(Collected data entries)
use std::error::Error as StdError;

use thiserror::Error;

/// Error a producer can deliver through [`Observer::error`].
///
/// Listeners receive it as `Arc<dyn Error + Send + Sync>`, so producers are free to
/// emit any error type; this enum covers the common cases.
///
/// [`Observer::error`]: crate::Observer::error
#[non_exhaustive]
#[derive(Debug, Error)]
pub enum ObservableError {
    /// Named observable failed with an underlying cause.
    #[error("{name} observable emitted an error")]
    InfoRoot {
        name: &'static str,
        #[source]
        source: Box<dyn StdError + Send + Sync>,
    },

    /// Underlying cause without a name.
    #[error("observable emitted an error")]
    Root(#[source] Box<dyn StdError + Send + Sync>),

    /// Free-form description.
    #[error("{0} observable emitted an error")]
    Info(String),

    #[error("observable emitted an error")]
    NoInfo,
}

impl ObservableError {
    pub fn new(name: &'static str, source: impl StdError + Send + Sync + 'static) -> Self {
        Self::InfoRoot {
            name,
            source: Box::new(source),
        }
    }

    /// Short stable label for log fields.
    pub fn as_label(&self) -> &'static str {
        match self {
            Self::InfoRoot { .. } => "observable_info_root",
            Self::Root(_) => "observable_root",
            Self::Info(_) => "observable_info",
            Self::NoInfo => "observable_no_info",
        }
    }
}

**Task to complete**: When a line above contains the string "static", copy that line.

**Problem solution**:
        name: &'static str,
    pub fn new(name: &'static str, source: impl StdError + Send + Sync + 'static) -> Self {
    pub fn as_label(&self) -> &'static str {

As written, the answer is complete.